I have roughly 30 Gambusia (holbrooki, I think) in a 29-gallon aquarium with some java moss and a big mass of yarn breeding mops as hiding places. I'm hoping to raise them as feeders, but I've had them for about 6 1/2 months now, and have yet to see a single fry, even though there always seem to be gravid females. After a couple days of post-shipping acclimation last August, I haven't had a single one die until the first male died this past weekend -- so I assume the setup is at least keeping them relatively healthy. I'm feeding them a mix of flake food and live blackworms.

I see from comments in http://forum.nanfa.o...?showtopic=2275 that gravid females can delay birth if conditions aren't ideal. Does anyone know how long they could delay for? Can they abort/reabsorb the fry and never actually give birth? I moved two gravid females which looked like they were about to drop into a separate 20g tank with breeding mops about 20 days ago, and still no change in their conditions.

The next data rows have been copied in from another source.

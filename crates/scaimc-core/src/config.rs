use serde::{Deserialize, Serialize};
use std::path::PathBuf;

use crate::network::NetworkConfig;

pub const MODULE_NAME: &str = "scaimc";

pub const TRAIN_DATA_URL: &str = "https://www.scai.fraunhofer.de/content/dam/scai/de/downloads/bioinformatik/miRNA/miRNA-Train-Corpus.xml";
pub const TEST_DATA_URL: &str = "https://www.scai.fraunhofer.de/content/dam/scai/de/downloads/bioinformatik/miRNA/miRNA-Test-Corpus.xml";

const TRAIN_FILE_NAME: &str = "miRNA-Train-Corpus.xml";
const TEST_FILE_NAME: &str = "miRNA-Test-Corpus.xml";
const DATABASE_FILE_NAME: &str = "scaimc.db";

/// Locations and switches for a conversion run.
#[derive(Debug, Clone, PartialEq, Eq, Serialize, Deserialize)]
#[serde(default)]
pub struct Config {
    /// Directory holding the cached corpus files and the default database
    pub data_dir: PathBuf,
    pub train_url: String,
    pub test_url: String,
    /// Re-download the corpus even when cached copies exist
    pub force_download: bool,
    /// SQLite database path; defaults to `data_dir/scaimc.db`
    pub database: Option<PathBuf>,
    pub network: NetworkConfig,
}

impl Default for Config {
    fn default() -> Self {
        Self {
            data_dir: default_data_dir(),
            train_url: TRAIN_DATA_URL.to_string(),
            test_url: TEST_DATA_URL.to_string(),
            force_download: false,
            database: None,
            network: NetworkConfig::default(),
        }
    }
}

impl Config {
    /// Defaults overridden by `SCAIMC_*` environment variables.
    #[must_use]
    pub fn from_env() -> Self {
        Self::default().with_env(|key| std::env::var(key).ok())
    }

    fn with_env(mut self, lookup: impl Fn(&str) -> Option<String>) -> Self {
        if let Some(dir) = lookup("SCAIMC_DATA_DIR") {
            self.data_dir = PathBuf::from(dir);
        }
        if let Some(url) = lookup("SCAIMC_TRAIN_URL") {
            self.train_url = url;
        }
        if let Some(url) = lookup("SCAIMC_TEST_URL") {
            self.test_url = url;
        }
        if let Some(db) = lookup("SCAIMC_DB") {
            self.database = Some(PathBuf::from(db));
        }
        if let Some(force) = lookup("SCAIMC_FORCE_DOWNLOAD") {
            self.force_download = force == "1" || force.eq_ignore_ascii_case("true");
        }
        self
    }

    #[must_use]
    pub fn with_data_dir(mut self, data_dir: PathBuf) -> Self {
        self.data_dir = data_dir;
        self
    }

    #[must_use]
    pub fn with_database(mut self, database: PathBuf) -> Self {
        self.database = Some(database);
        self
    }

    #[must_use]
    pub fn with_force_download(mut self, force: bool) -> Self {
        self.force_download = force;
        self
    }

    #[must_use]
    pub fn train_path(&self) -> PathBuf {
        self.data_dir.join(TRAIN_FILE_NAME)
    }

    #[must_use]
    pub fn test_path(&self) -> PathBuf {
        self.data_dir.join(TEST_FILE_NAME)
    }

    #[must_use]
    pub fn database_path(&self) -> PathBuf {
        self.database
            .clone()
            .unwrap_or_else(|| self.data_dir.join(DATABASE_FILE_NAME))
    }
}

fn default_data_dir() -> PathBuf {
    dirs::home_dir()
        .unwrap_or_else(|| PathBuf::from("."))
        .join(".bio2bel")
        .join(MODULE_NAME)
}

#[cfg(test)]
mod tests {
    use super::*;
    use std::collections::HashMap;

    #[test]
    fn test_default_paths_live_in_data_dir() {
        let config = Config::default().with_data_dir(PathBuf::from("/tmp/scaimc"));

        assert_eq!(config.train_path(), PathBuf::from("/tmp/scaimc/miRNA-Train-Corpus.xml"));
        assert_eq!(config.test_path(), PathBuf::from("/tmp/scaimc/miRNA-Test-Corpus.xml"));
        assert_eq!(config.database_path(), PathBuf::from("/tmp/scaimc/scaimc.db"));
        assert!(!config.force_download);
    }

    #[test]
    fn test_default_data_dir_is_module_scoped() {
        assert!(Config::default().data_dir.ends_with(".bio2bel/scaimc"));
    }

    #[test]
    fn test_env_overrides() {
        let env: HashMap<&str, &str> = [
            ("SCAIMC_DATA_DIR", "/data"),
            ("SCAIMC_DB", "/db/corpus.db"),
            ("SCAIMC_FORCE_DOWNLOAD", "TRUE"),
            ("SCAIMC_TRAIN_URL", "http://localhost/train.xml"),
        ]
        .into_iter()
        .collect();

        let config = Config::default().with_env(|k| env.get(k).map(ToString::to_string));

        assert_eq!(config.data_dir, PathBuf::from("/data"));
        assert_eq!(config.database_path(), PathBuf::from("/db/corpus.db"));
        assert!(config.force_download);
        assert_eq!(config.train_url, "http://localhost/train.xml");
        assert_eq!(config.test_url, TEST_DATA_URL);
    }

    #[test]
    fn test_config_serialization() {
        let config = Config::default();
        let json = serde_json::to_string(&config).unwrap();
        let parsed: Config = serde_json::from_str(&json).unwrap();

        assert_eq!(config, parsed);
    }
}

Second, any evidence that it's common for Gambusia to demonstrate hermaphroditism (spontaneous sex change)? I see a few references to it in web searches, but no clear answers on how common it is. When I got these fish (sent from Georgia), I'm pretty sure I only had 3 living males. Now roughly 1/2 of the total are males. I could have screwed up sexing them when I got them, but I doubt I screwed up by that much. The alternative is that they really are producing babies and I'm not noticing it until they grow up (very possible, but still confuses me). At least now I have an accurate count so I'll know for sure if more start showing up.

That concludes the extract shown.